BTW - do you have the data of the QPS that the api servers in the cluster can handle (without rate limit, or what is the rate limit setting)?
Unfortunately not. We're running on EKS and I don't know if they use the defaults or made changes to these configs. As you can see the argo workflow controller uses these defaults: https://github.com/argoproj/argo/blob/45c792a59052db20da74713b29bdcd1145fc6748/cmd/workflow-controller/main.go#L118-L119 which are also the defaults in the kube-controller-manager.
The thing we are discussing is making some rate-limit change on the k8s go-client side, not the api-server. And the purpose of QPS and Burst settings is to prevent spamming the api-server actually.
We can increase the numbers whatever we want, however if the api-server is not able to handle (or the api-server rate-limit is enabled with a number less than what we set), then all the changes we make is useless. This is why I asked this question, and this is also why I said we can increase the default settings from our side, since it's harmless to argo-events, because it's just a client to api-server, and api-server is supposed to have a safe guard in any case (or the user should know what he is doing, if it's expected to have a high volume of requests to api-server, and if the api-server is able to handle or if the api-server allows that concurrency).

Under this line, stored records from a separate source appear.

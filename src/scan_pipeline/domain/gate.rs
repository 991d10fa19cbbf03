use std::fmt;

/// What a failed security gate does to the pipeline
#[derive(Debug, Clone, Copy, PartialEq, Eq, Default)]
pub enum GateAction {
    /// Log the failure and continue
    #[default]
    Warn,
    /// Mark the whole run as failed (reporting still runs)
    Block,
}

impl std::str::FromStr for GateAction {
    type Err = String;

    fn from_str(s: &str) -> Result<Self, Self::Err> {
        match s.trim().to_lowercase().as_str() {
            "warn" => Ok(GateAction::Warn),
            "block" => Ok(GateAction::Block),
            _ => Err(format!(
                "Invalid security gate action: {}. Please specify 'warn' or 'block'",
                s
            )),
        }
    }
}

impl fmt::Display for GateAction {
    fn fmt(&self, f: &mut fmt::Formatter<'_>) -> fmt::Result {
        match self {
            GateAction::Warn => write!(f, "warn"),
            GateAction::Block => write!(f, "block"),
        }
    }
}

/// Outcome of a gate evaluation
#[derive(Debug, Clone, Copy, PartialEq, Eq)]
pub struct GateVerdict {
    pub total: u64,
    pub passed: bool,
    pub action: GateAction,
}

impl GateVerdict {
    /// Whether this verdict fails the overall run
    pub fn blocks_run(&self) -> bool {
        !self.passed && self.action == GateAction::Block
    }
}
use crate::ports::outbound::OutputPresenter;
use crate::shared::Result;
use anyhow::Context;
use std::io::{self, Write};

/// StdoutPresenter adapter printing the job summary to stdout
///
/// Used when the job runs outside a CI system that collects a summary file.
/// The summary always ends with a newline so later output starts on its own line.
#[derive(Default)]
pub struct StdoutPresenter;

impl StdoutPresenter {
    pub fn new() -> Self {
        Self
    }
}

impl OutputPresenter for StdoutPresenter {
    fn present(&self, content: &str) -> Result<()> {
        let stdout = io::stdout();
        write_summary(&mut stdout.lock(), content).context("Failed to write summary to stdout")
    }
}

fn write_summary<W: Write>(out: &mut W, content: &str) -> io::Result<()> {
    out.write_all(content.as_bytes())?;
    if !content.ends_with('\n') {
        out.write_all(b"\n")?;
    }
    out.flush()
}
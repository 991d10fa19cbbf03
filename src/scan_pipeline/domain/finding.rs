use super::app_version::VersionId;
use super::diff_hunk::LineRange;
use serde::Serialize;
use serde_json::{json, Value};

/// A single reported vulnerability instance.
///
/// `id` and `revision` are only meaningful within the version the finding
/// was read from; `issue_instance_id` identifies the same logical defect
/// across versions and scans.
#[derive(Debug, Clone, PartialEq)]
pub struct Finding {
    pub id: u64,
    pub issue_instance_id: String,
    pub revision: u64,
    pub last_scan_id: Option<u64>,
    /// Custom tag audit records, passed through verbatim
    pub audit_values: Vec<Value>,
}

impl Finding {
    pub fn new(id: u64, issue_instance_id: impl Into<String>, revision: u64) -> Self {
        Self {
            id,
            issue_instance_id: issue_instance_id.into(),
            revision,
            last_scan_id: None,
            audit_values: Vec::new(),
        }
    }

    pub fn handle(&self) -> FindingHandle {
        FindingHandle {
            id: self.id,
            revision: self.revision,
        }
    }
}

/// The (id, revision) pair update calls use to address a finding
#[derive(Debug, Clone, Copy, PartialEq, Eq, Serialize)]
pub struct FindingHandle {
    pub id: u64,
    pub revision: u64,
}

/// Presentation fields of a finding, used for review comments
#[derive(Debug, Clone, Default, PartialEq, Eq)]
pub struct FindingDetails {
    pub issue_instance_id: String,
    pub issue_name: String,
    pub brief: String,
    pub severity: String,
    pub file_name: Option<String>,
    pub line_number: Option<u32>,
}

/// Scope and projection of a finding listing
#[derive(Debug, Clone, Default, PartialEq, Eq)]
pub struct FindingQuery {
    /// Issue search expression
    pub search: Option<String>,
    pub fields: Option<String>,
    pub embed: Option<String>,
    /// Keep only findings last seen by this scan
    pub last_scan_id: Option<u64>,
}

impl FindingQuery {
    /// Identity projection used to match findings across versions
    pub fn identities() -> Self {
        Self {
            fields: Some("id,issueInstanceId,revision".to_string()),
            ..Self::default()
        }
    }

    /// Identities plus their custom tag audit values
    pub fn identities_with_audit() -> Self {
        Self {
            embed: Some("auditValues".to_string()),
            ..Self::identities()
        }
    }

    /// Findings introduced by the given scan
    pub fn new_in_scan(scan_id: u64) -> Self {
        Self {
            search: Some("[issue age]:NEW".to_string()),
            fields: Some("id,issueInstanceId,revision,lastScanId".to_string()),
            embed: None,
            last_scan_id: Some(scan_id),
        }
    }

    /// SAST findings located in `file` within `range`, attributed to `commit`
    pub fn changed_lines(file: &str, range: LineRange, commit: &str) -> Self {
        Self {
            search: Some(format!(
                "[analysis type]:\"sca\" AND file:\"{}\" AND line:[{},{}] AND commit:{}",
                file,
                range.start(),
                range.end(),
                commit
            )),
            fields: Some("id,issueInstanceId".to_string()),
            embed: None,
            last_scan_id: None,
        }
    }
}

/// One entry of a bulk submission; `uri` is relative to the service root
#[derive(Debug, Clone, PartialEq, Serialize)]
#[serde(rename_all = "camelCase")]
pub struct BulkRequest {
    pub http_verb: String,
    pub uri: String,
    pub post_data: Value,
}

impl BulkRequest {
    /// Re-applies `audit_values` to one finding of `version`
    pub fn audit(version: VersionId, handle: FindingHandle, audit_values: &[Value]) -> Self {
        Self {
            http_verb: "POST".to_string(),
            uri: format!("/api/v1/projectVersions/{}/issues/action/audit", version),
            post_data: json!({
                "issues": [handle],
                "customTagAudit": audit_values,
            }),
        }
    }
}
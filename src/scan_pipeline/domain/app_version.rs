use super::remote_job::RemoteJob;
use crate::shared::error::PipelineError;
use crate::shared::Result;
use std::fmt;

/// Maximum length for application and version names
const MAX_NAME_LENGTH: usize = 255;

/// Status string reported for a committed version
pub const COMMITTED: &str = "COMMITTED";

/// Status string reported for a version that is still being configured
pub const UNCOMMITTED: &str = "UNCOMMITTED";

/// Identifier assigned to an application version by the remote service.
///
/// Only positive identifiers exist; the service's `-1` "does not exist"
/// sentinel is represented as `None` wherever a lookup can miss.
#[derive(Debug, Clone, Copy, PartialEq, Eq, Hash, PartialOrd, Ord)]
pub struct VersionId(u64);

impl VersionId {
    pub fn new(id: u64) -> Result<Self> {
        if id == 0 {
            return Err(PipelineError::Validation {
                message: "Application version id must be positive".to_string(),
            }
            .into());
        }
        Ok(Self(id))
    }

    /// Converts a raw service identifier, treating `<= 0` as "does not exist"
    pub fn from_raw(id: i64) -> Option<Self> {
        u64::try_from(id).ok().filter(|id| *id > 0).map(Self)
    }

    pub fn value(&self) -> u64 {
        self.0
    }
}

impl fmt::Display for VersionId {
    fn fmt(&self, f: &mut fmt::Formatter<'_>) -> fmt::Result {
        write!(f, "{}", self.0)
    }
}

/// An (application name, version name) pair used for lookups
#[derive(Debug, Clone, PartialEq, Eq, Hash)]
pub struct VersionRef {
    application: String,
    version: String,
}

impl VersionRef {
    pub fn new(application: impl Into<String>, version: impl Into<String>) -> Result<Self> {
        let application = application.into();
        let version = version.into();
        validate_name(&application, "Application name")?;
        validate_name(&version, "Version name")?;
        Ok(Self {
            application,
            version,
        })
    }

    pub fn application(&self) -> &str {
        &self.application
    }

    pub fn version(&self) -> &str {
        &self.version
    }
}

impl fmt::Display for VersionRef {
    fn fmt(&self, f: &mut fmt::Formatter<'_>) -> fmt::Result {
        write!(f, "{}:{}", self.application, self.version)
    }
}

fn validate_name(name: &str, kind: &str) -> Result<()> {
    if name.trim().is_empty() {
        return Err(PipelineError::Validation {
            message: format!("{} cannot be empty", kind),
        }
        .into());
    }
    if name.len() > MAX_NAME_LENGTH {
        return Err(PipelineError::Validation {
            message: format!(
                "{} is too long ({} bytes). Maximum allowed: {} bytes",
                kind,
                name.len(),
                MAX_NAME_LENGTH
            ),
        }
        .into());
    }
    Ok(())
}

/// Owning application of a version about to be created.
///
/// An existing application is referenced by id; an unknown one by name, in
/// which case the service creates it together with the version.
#[derive(Debug, Clone, PartialEq, Eq)]
pub enum ApplicationRef {
    Id(u64),
    Name(String),
}

/// A named, versioned scan target as reported by the remote service
#[derive(Debug, Clone, PartialEq, Eq)]
pub struct ApplicationVersion {
    pub id: VersionId,
    pub name: String,
    pub application_id: Option<u64>,
    pub application_name: String,
    pub committed: bool,
}

impl ApplicationVersion {
    pub fn display_name(&self) -> String {
        format!("{}:{}", self.application_name, self.name)
    }
}

/// A version's commit flag is the job status driven by the commit poll
impl RemoteJob for ApplicationVersion {
    fn status(&self) -> &str {
        if self.committed {
            COMMITTED
        } else {
            UNCOMMITTED
        }
    }
}

#[cfg(test)]
mod tests {
    use super::*;

    #[test]
    fn test_version_id_from_raw_sentinel() {
        assert_eq!(VersionId::from_raw(-1), None);
        assert_eq!(VersionId::from_raw(0), None);
        assert_eq!(VersionId::from_raw(12).map(|id| id.value()), Some(12));
    }

    #[test]
    fn test_version_id_new_rejects_zero() {
        assert!(VersionId::new(0).is_err());
        assert_eq!(VersionId::new(3).unwrap().to_string(), "3");
    }

    #[test]
    fn test_version_ref_display() {
        let version_ref = VersionRef::new("Bench", "1.0").unwrap();
        assert_eq!(version_ref.to_string(), "Bench:1.0");
        assert_eq!(version_ref.application(), "Bench");
        assert_eq!(version_ref.version(), "1.0");
    }

    #[test]
    fn test_version_ref_rejects_blank_names() {
        assert!(VersionRef::new("", "1.0").is_err());
        assert!(VersionRef::new("Bench", "   ").is_err());
    }

    #[test]
    fn test_version_ref_rejects_long_names() {
        let long = "a".repeat(MAX_NAME_LENGTH + 1);
        let err = VersionRef::new(long, "1.0").unwrap_err();
        assert!(err.to_string().contains("too long"));
    }

    #[test]
    fn test_commit_status() {
        let mut version = ApplicationVersion {
            id: VersionId::new(1).unwrap(),
            name: "1.0".to_string(),
            application_id: Some(9),
            application_name: "Bench".to_string(),
            committed: false,
        };
        assert_eq!(version.status(), UNCOMMITTED);
        version.committed = true;
        assert_eq!(version.status(), COMMITTED);
        assert_eq!(version.display_name(), "Bench:1.0");
    }
}
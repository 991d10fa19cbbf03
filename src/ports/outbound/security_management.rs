use crate::scan_pipeline::domain::{
    ApplicationRef, ApplicationVersion, Artifact, AttributeAssignment, BulkRequest, FilterSet,
    Finding, FindingDetails, FindingHandle, FindingQuery, FolderCount, IssueQuery, VersionId,
    VersionRef,
};
use crate::shared::Result;
use async_trait::async_trait;
use std::path::Path;

/// SecurityManagementService port for the remote application security
/// management service
///
/// This port is the single source of truth for versions, findings, tags and
/// counts. Nothing it returns is cached across runs.
///
/// # Errors
/// Every method returns an error when the call itself fails: network
/// failure, a non-success status code, or a response that cannot be parsed.
/// Lookups that legitimately find nothing return `Ok(None)` instead.
#[async_trait]
pub trait SecurityManagementService: Send + Sync {
    /// Looks up an application by exact name
    ///
    /// # Returns
    /// The application identifier, or `None` when no application has that name
    async fn find_application(&self, name: &str) -> Result<Option<u64>>;

    /// Looks up a version by exact (application, version) name pair
    async fn find_version(&self, version: &VersionRef) -> Result<Option<ApplicationVersion>>;

    /// Reads a version by identifier
    async fn get_version(&self, id: VersionId) -> Result<ApplicationVersion>;

    /// Creates an uncommitted version
    ///
    /// # Arguments
    /// * `application` - Existing application, or the name of one to create with the version
    /// * `version_name` - Name of the new version
    async fn create_version(
        &self,
        application: &ApplicationRef,
        version_name: &str,
    ) -> Result<VersionId>;

    /// Copies analysis rules, bug tracker configuration and custom tags
    async fn copy_version_state(&self, source: VersionId, target: VersionId) -> Result<()>;

    /// Copies the current findings of `source` into `target` server-side
    async fn copy_vulnerabilities(&self, source: VersionId, target: VersionId) -> Result<()>;

    /// Assigns an issue template by name
    ///
    /// # Returns
    /// `false` when no template has that name
    async fn set_issue_template(&self, version: VersionId, template: &str) -> Result<bool>;

    /// Sets one attribute on a version
    ///
    /// # Returns
    /// `false` when the service rejects the assignment (unknown attribute,
    /// unknown option value)
    async fn set_attribute(
        &self,
        version: VersionId,
        assignment: &AttributeAssignment,
    ) -> Result<bool>;

    /// Requests the commit of a configured version.
    /// Completion is observed through [`get_version`](Self::get_version).
    async fn commit_version(&self, version: VersionId) -> Result<()>;

    async fn delete_version(&self, version: VersionId) -> Result<()>;

    /// Lists findings of a version
    ///
    /// # Arguments
    /// * `version` - Version whose findings are listed
    /// * `query` - Search expression, projection and optional scan scope
    async fn list_findings(&self, version: VersionId, query: &FindingQuery)
        -> Result<Vec<Finding>>;

    /// Reads the presentation fields of one finding
    async fn finding_details(&self, finding_id: u64) -> Result<FindingDetails>;

    /// Submits several requests in one bulk call
    async fn submit_bulk(&self, requests: &[BulkRequest]) -> Result<()>;

    /// Sets one custom tag value on a set of findings in one request
    ///
    /// # Returns
    /// `true` when the service accepted at least one item
    async fn tag_findings(
        &self,
        version: VersionId,
        findings: &[FindingHandle],
        tag_guid: &str,
        value: &str,
    ) -> Result<bool>;

    /// GUIDs of the custom tags attached to a version
    async fn version_custom_tags(&self, version: VersionId) -> Result<Vec<String>>;

    /// Whether a custom tag with this GUID exists on the service
    async fn custom_tag_exists(&self, tag_guid: &str) -> Result<bool>;

    async fn attach_custom_tag(&self, version: VersionId, tag_guid: &str) -> Result<()>;

    /// Resolves a filter set of a version by name
    async fn find_filter_set(&self, version: VersionId, name: &str) -> Result<Option<FilterSet>>;

    /// Counts findings per folder of a filter set
    ///
    /// # Arguments
    /// * `filter_set_guid` - Filter set partitioning the findings
    /// * `query` - Restricts the counted findings
    async fn folder_counts(
        &self,
        version: VersionId,
        filter_set_guid: &str,
        query: &IssueQuery,
    ) -> Result<Vec<FolderCount>>;

    /// Current security rating of a version (0 to 5)
    async fn security_rating(&self, version: VersionId) -> Result<f64>;

    /// Uploads a scan result file to a version
    async fn upload_artifact(&self, version: VersionId, file: &Path) -> Result<Artifact>;

    async fn get_artifact(&self, artifact_id: u64) -> Result<Artifact>;

    async fn list_artifacts(&self, version: VersionId) -> Result<Vec<Artifact>>;
}
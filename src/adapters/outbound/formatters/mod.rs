/// Formatters for rendering the job summary
mod markdown_summary_formatter;

pub use markdown_summary_formatter::MarkdownSummaryFormatter;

Like I said I would prefer setting the defaults to 20/30 (same as the server-side defaults) and make it configureable via envs or args. If someone choses to tweak this settings they should know what they're doing, but that goes for every configuration of every system.
I'm okay with customization, couple of things:
- The QPS are Burst we talked about are only for the the k8s go-client running in Sensor POD, so if we want to make them customizable, it could be done either through a Sensor CRD spec change (in the
k8s
trigger part), or by reading ENVs.- It looks like using ENV will be easier, since it does not require any spec change (ENVs already can be customized by setting
spec.template.container.env
), what changes we need is just the code change to pick up the ENVs and a doc to tell how to do it.I guess we could also implement cobra for args handling in the sensor pod and use the spec.template.container.args setting to pass the config.
Reading ENVs is easier and much more directly, using args kind of implicitly means the arg is globally effective, however it's only used by
k8s
trigger.The kubeclient that is globally used in the sensor app is built in the main.go. So I thought the change would / could cover every interaction with the k8s api. For me it doesn't matter if its via envs or args but if we don't want to configure it globally we have to create an extra kubeclient only for the k8s trigger.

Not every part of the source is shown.